This half-day workshop, is held in conjunction with the LREC Conference. The theme of the workshop is "what exists, how it's used and what is needed in terms of Evaluation" within Human Language Technology programs, such as the European IST-HLT program, the US Darpa programs or those organized by NIST, their Japanese counterparts, or other national and transnational programs.

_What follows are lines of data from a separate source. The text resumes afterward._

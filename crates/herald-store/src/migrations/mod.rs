pub mod v001_initial;

use rusqlite::Connection;

use crate::error::{Result, StoreError};

const CURRENT_VERSION: u32 = 1;

pub fn run_migrations(conn: &Connection) -> Result<()> {
    let current: u32 = conn.pragma_query_value(None, "user_version", |row| row.get(0))?;

    if current > CURRENT_VERSION {
        return Err(StoreError::Migration(format!(
            "database version {} is newer than this build understands ({})",
            current, CURRENT_VERSION
        )));
    }

    tracing::debug!(
        current_version = current,
        target_version = CURRENT_VERSION,
        "checking database migrations"
    );

    if current < 1 {
        tracing::info!("applying migration v001_initial");
        v001_initial::up(conn).map_err(|e| StoreError::Migration(e.to_string()))?;
        conn.pragma_update(None, "user_version", 1)?;
    }

    Ok(())
}
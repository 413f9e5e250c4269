//! v001 -- Initial schema creation.
//!
//! Creates the seven application tables. The full-text index and its triggers
//! are not part of the migration: they are probed separately at open so a
//! SQLite build without FTS5 still works (search degrades to substring scan).

use rusqlite::Connection;

/// SQL executed when upgrading from version 0 to version 1.
const UP_SQL: &str = r#"
-- ----------------------------------------------------------------
-- Chats
-- ----------------------------------------------------------------
CREATE TABLE IF NOT EXISTS chats (
    address       TEXT PRIMARY KEY NOT NULL,   -- base-form protocol address
    kind          TEXT NOT NULL DEFAULT 'unknown',
    name          TEXT NOT NULL DEFAULT '',
    last_activity INTEGER NOT NULL DEFAULT 0   -- unix seconds, max ts observed
);

-- ----------------------------------------------------------------
-- Contacts (refresh-driven) and local overlays (user-managed)
-- ----------------------------------------------------------------
CREATE TABLE IF NOT EXISTS contacts (
    address       TEXT PRIMARY KEY NOT NULL,
    phone         TEXT NOT NULL DEFAULT '',
    push_name     TEXT NOT NULL DEFAULT '',
    full_name     TEXT NOT NULL DEFAULT '',
    first_name    TEXT NOT NULL DEFAULT '',
    business_name TEXT NOT NULL DEFAULT '',
    updated_at    TEXT NOT NULL                -- RFC-3339
);

CREATE TABLE IF NOT EXISTS contact_aliases (
    address    TEXT PRIMARY KEY NOT NULL,
    alias      TEXT NOT NULL,
    updated_at TEXT NOT NULL
);

CREATE TABLE IF NOT EXISTS contact_tags (
    address    TEXT NOT NULL,
    tag        TEXT NOT NULL,
    updated_at TEXT NOT NULL,

    PRIMARY KEY (address, tag)
);

-- ----------------------------------------------------------------
-- Groups
-- ----------------------------------------------------------------
CREATE TABLE IF NOT EXISTS groups (
    address    TEXT PRIMARY KEY NOT NULL,
    name       TEXT NOT NULL DEFAULT '',
    owner      TEXT NOT NULL DEFAULT '',
    created_at TEXT,                           -- RFC-3339, may be unknown
    updated_at TEXT NOT NULL
);

CREATE TABLE IF NOT EXISTS group_members (
    group_address TEXT NOT NULL,
    user_address  TEXT NOT NULL,
    role          TEXT NOT NULL DEFAULT 'member',
    updated_at    TEXT NOT NULL,

    PRIMARY KEY (group_address, user_address),
    FOREIGN KEY (group_address) REFERENCES groups(address) ON DELETE CASCADE
);

-- ----------------------------------------------------------------
-- Messages
-- ----------------------------------------------------------------
CREATE TABLE IF NOT EXISTS messages (
    id               INTEGER PRIMARY KEY AUTOINCREMENT,
    chat_address     TEXT NOT NULL,
    message_id       TEXT NOT NULL,            -- protocol-assigned
    sender           TEXT NOT NULL DEFAULT '', -- empty when from_me
    chat_name        TEXT NOT NULL DEFAULT '', -- denormalised for search
    sender_name      TEXT NOT NULL DEFAULT '', -- denormalised for search
    ts               INTEGER NOT NULL,         -- unix seconds
    from_me          INTEGER NOT NULL DEFAULT 0,
    text             TEXT NOT NULL DEFAULT '',
    media_kind       TEXT NOT NULL DEFAULT '',
    media_caption    TEXT NOT NULL DEFAULT '',
    filename         TEXT NOT NULL DEFAULT '',
    mime_type        TEXT NOT NULL DEFAULT '',
    direct_path      TEXT NOT NULL DEFAULT '',
    media_key        BLOB NOT NULL DEFAULT X'',
    plaintext_sha256 BLOB NOT NULL DEFAULT X'',
    encrypted_sha256 BLOB NOT NULL DEFAULT X'',
    byte_length      INTEGER NOT NULL DEFAULT 0,
    local_path       TEXT NOT NULL DEFAULT '',
    downloaded_at    TEXT,                     -- RFC-3339, null until downloaded

    UNIQUE (chat_address, message_id),
    FOREIGN KEY (chat_address) REFERENCES chats(address) ON DELETE CASCADE
);

CREATE INDEX IF NOT EXISTS idx_messages_chat_ts ON messages(chat_address, ts);
CREATE INDEX IF NOT EXISTS idx_messages_ts ON messages(ts);
"#;

/// Apply the initial migration.
pub fn up(conn: &Connection) -> Result<(), rusqlite::Error> {
    conn.execute_batch(UP_SQL)
}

| 9:00-- 9:05 | Opening address: Joseph Mariani (LIMSI-CNRS, France) |
| Session: Experiences in HLT Evaluation (Chair: Patrick Paroubek, LIMSI-CNRS, France) | |
| 9:05 -- 9:20 | Fei Xia and Martha Palmer (Dept of Computer and Information Science, University of Pennsylvania, USA) Evaluating the Coverage of LTAGs on Annotated Corpora |
| 9:20 -- 9:35 | Rashmi Prasad and Anoop Sarkar (IRCS, University of Pennsylvania, USA) Comparing Test-suite based evaluation and Corpus-based evaluation of a wide-coverage grammar for English |
| 9:35 -- 9:50 | Béatrice Daille (IRIN, Université de Nantes, France) Evaluating a Multi-Word Term Indexing System: Method, Implementation and Report |
| 9:50 -- 10:05 | Kyo Kageura (NACSIS, Japan) IR/IE/Summarization Evaluation Projects in Japan |
| 10:05 -- 10:20 | Monika Höge (University of Helsinki, Finland) A Framework for the Quantitative and Qualitative Evaluation of Translator's Aids Systems |
| 10:20 -- 10:35 | Rémi Zajac (Computer Research Laboratory, New Mexico State University, USA) Evaluation of the Machine Translation of Financial Documents |
| 10:35 -- 10:50 | Claude de Loupy and Patrice Bellot (LIA, Université d'Avignon, France) Evaluation of Document Retrieval Systems |
| 10:50 -- 11:05 | Ellen M. Voorhees and Dawn M. Tice (National Institute of Standards and Technology, USA) Implementing a Question Answering Evaluation |
| 11:05 -- 11:20 | Niels Ole Bernsen and Laila Dybkjaer (NIS, University of Southern Denmark, Denmark) Is that a Good Spoken Language Dialogue System? |
| 11:20 -- 11:40 | Coffee break |
| Session: Issues and Prospects in HLT Evaluation (Chair: Niels Ole Bernsen, NIS, University of Southern Denmark, Denmark) | |
| 11:40 -- 11:55 | Patrick Paroubek (Spoken Language Processing Group, LIMSI-CNRS, France) Categorical Data-Specification for Control Task Formalization and Validation in Quantitative Black Box Evaluation |
| 11:55 -- 12:10 | Lynette Hirschman (MITRE, USA) Reading Comprehension and Question-Answering New Evaluation Paradigms for Human Language Technology |
| 12:10 -- 12:25 | Gérard Sabah (Langage and Cognition Group, LIMSI-CNRS, France) To Validate or not to Validate? - Some difficulties for a scientific evaluation of natural language processing systems |
| Panel Session: The Future of HLT Evaluation (Chairs: Lynette Hirschman, MITRE, USA & Patrick Paroubek, LIMSI-CNRS, France) | |
| 12:30 -- 13:05 |
To initiate the Panel Session, the participants will present in 5 minutes (max) their views on how to use evaluation in Human Language Technology projects : What will be evaluated? What are the evaluation techniques? Which resources are needed? What is the interest of using evaluation within projects? How technology evaluation relates to usage evalution? How should evaluation be included in present and future HLT programs? Is it possible to share resources, tools or expertise on evaluation across projects? How to conduct international cooperation in this framework? |
| 13:05 -- 13:25 |
Continuation of the Panel Session with participation of the audience. |
| 13:25 -- 13:30 | Closing statement: Joseph Mariani (LIMSI-CNRS, France) |